Senator ABETZ (Minister for Fisheries, Forestry and Conservation) (9:19 PM) —I thank all honourable senators for their contributions in this debate on the OHS and SRC Legislation Amendment Bill 2006, and I especially thank Senator Nash for her contribution. The bill will ensure that all licensees under the SRC Act—that is, Commonwealth authorities and eligible corporations—will have the benefits of operating under one occupational health and safety scheme together with integrated prevention, compensation and rehabilitation arrangements. Integration of workers compensation and occupational health and safety schemes will promote greater coordination and feedback between the schemes and will produce better health and safety outcomes all around.

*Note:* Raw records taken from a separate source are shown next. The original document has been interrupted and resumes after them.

use super::plate::{COLUMNS, HALF_COLUMNS, PlateGrid, ROWS, WELL_COUNT, WellAddress};
use super::protein::ProteinRef;
use thiserror::Error;

/// Proteins a prey storage plate can hold: one per well of a half plate, minus the two
/// wells of each half reserved for controls.
pub const PREY_STORAGE_CAPACITY: usize = WELL_COUNT / 2 - 2;
/// Proteins a bait storage plate can hold: one per column.
pub const BAIT_STORAGE_CAPACITY: usize = COLUMNS as usize;

#[derive(Debug, Error, Clone, PartialEq, Eq)]
pub enum CapacityError {
    #[error("No {kind} proteins provided to lay out the plate")]
    Empty { kind: &'static str },
    #[error("Plate can only hold up to {capacity} {kind} proteins, {given} provided")]
    Exceeded {
        kind: &'static str,
        capacity: usize,
        given: usize,
    },
}

#[derive(Debug, Clone, Copy, PartialEq, Eq)]
pub enum StorageKind {
    Prey,
    Bait,
}

impl StorageKind {
    /// Value of the `Plate type` template field.
    pub fn plate_type(&self) -> &'static str {
        match self {
            StorageKind::Prey => "Prey storage",
            StorageKind::Bait => "Bait storage",
        }
    }
}

/// Which protein occupies each well of a physical storage plate.
#[derive(Debug, Clone, PartialEq)]
pub struct StoragePlate {
    name: String,
    kind: StorageKind,
    proteins: Vec<ProteinRef>,
    wells: PlateGrid<Option<ProteinRef>>,
}

impl StoragePlate {
    pub fn name(&self) -> &str {
        &self.name
    }

    pub fn kind(&self) -> StorageKind {
        self.kind
    }

    /// Proteins in the order they were laid out.
    pub fn proteins(&self) -> &[ProteinRef] {
        &self.proteins
    }

    pub fn wells(&self) -> &PlateGrid<Option<ProteinRef>> {
        &self.wells
    }

    pub fn get(&self, address: WellAddress) -> Option<&ProteinRef> {
        self.wells.get(address).as_ref()
    }
}

/// A storage plate holding the prey proteins of a batch twice: once in the left half
/// (columns 1-6) and once in the right half (columns 7-12), column-major in each half.
#[derive(Debug, Clone, PartialEq)]
pub struct PreyStoragePlate(StoragePlate);

impl PreyStoragePlate {
    pub fn new(preys: &[ProteinRef]) -> Result<Self, CapacityError> {
        check_capacity("prey", preys.len(), PREY_STORAGE_CAPACITY)?;

        let mut wells = PlateGrid::new();
        for (i, protein) in preys.iter().enumerate() {
            let row_index = i % ROWS.len();
            let left_column = i / ROWS.len();
            if let Some(left) = WellAddress::from_indices(row_index, left_column) {
                wells.set(left, Some(protein.clone()));
                wells.set(left.mirror(), Some(protein.clone()));
            }
        }

        Ok(Self(StoragePlate {
            name: String::new(),
            kind: StorageKind::Prey,
            proteins: preys.to_vec(),
            wells,
        }))
    }

    pub fn capacity() -> usize {
        PREY_STORAGE_CAPACITY
    }

    pub fn with_name(mut self, name: impl Into<String>) -> Self {
        self.0.name = name.into();
        self
    }

    pub fn plate(&self) -> &StoragePlate {
        &self.0
    }

    pub fn name(&self) -> &str {
        self.0.name()
    }

    pub fn get(&self, address: WellAddress) -> Option<&ProteinRef> {
        self.0.get(address)
    }
}

/// A storage plate with one bait protein per column, filling all eight rows.
#[derive(Debug, Clone, PartialEq)]
pub struct BaitStoragePlate(StoragePlate);

impl BaitStoragePlate {
    pub fn new(baits: &[ProteinRef]) -> Result<Self, CapacityError> {
        check_capacity("bait", baits.len(), BAIT_STORAGE_CAPACITY)?;

        let mut wells = PlateGrid::new();
        for (column_index, protein) in baits.iter().enumerate() {
            for row_index in 0..ROWS.len() {
                if let Some(address) = WellAddress::from_indices(row_index, column_index) {
                    wells.set(address, Some(protein.clone()));
                }
            }
        }

        Ok(Self(StoragePlate {
            name: String::new(),
            kind: StorageKind::Bait,
            proteins: baits.to_vec(),
            wells,
        }))
    }

    pub fn capacity() -> usize {
        BAIT_STORAGE_CAPACITY
    }

    pub fn with_name(mut self, name: impl Into<String>) -> Self {
        self.0.name = name.into();
        self
    }

    pub fn plate(&self) -> &StoragePlate {
        &self.0
    }

    pub fn name(&self) -> &str {
        self.0.name()
    }

    pub fn get(&self, address: WellAddress) -> Option<&ProteinRef> {
        self.0.get(address)
    }
}

/// 1-based bait storage plate holding the protein at `batch_offset` of its batch.
pub fn bait_plate_index(batch_offset: usize) -> usize {
    batch_offset / BAIT_STORAGE_CAPACITY + 1
}

/// 0-based column of the protein at `batch_offset` within its bait storage plate.
pub fn bait_plate_offset(batch_offset: usize) -> usize {
    batch_offset % BAIT_STORAGE_CAPACITY
}

fn check_capacity(kind: &'static str, given: usize, capacity: usize) -> Result<(), CapacityError> {
    if given == 0 {
        return Err(CapacityError::Empty { kind });
    }
    if given > capacity {
        return Err(CapacityError::Exceeded {
            kind,
            capacity,
            given,
        });
    }
    Ok(())
}

const _: () = assert!(PREY_STORAGE_CAPACITY <= ROWS.len() * HALF_COLUMNS as usize);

The bill does not introduce a new mechanism for private sector employers to move from the state workers compensation schemes into the Commonwealth scheme. Such a mechanism has been a feature of the SRC Act since its introduction by Labor in 1988. The amendment to section 4 will clarify the legislative requirements for employers and employees covered by the Commonwealth act. Without this amendment, those employers and employees can be subject to both Commonwealth and state and territory OH&S laws on the same subject matter.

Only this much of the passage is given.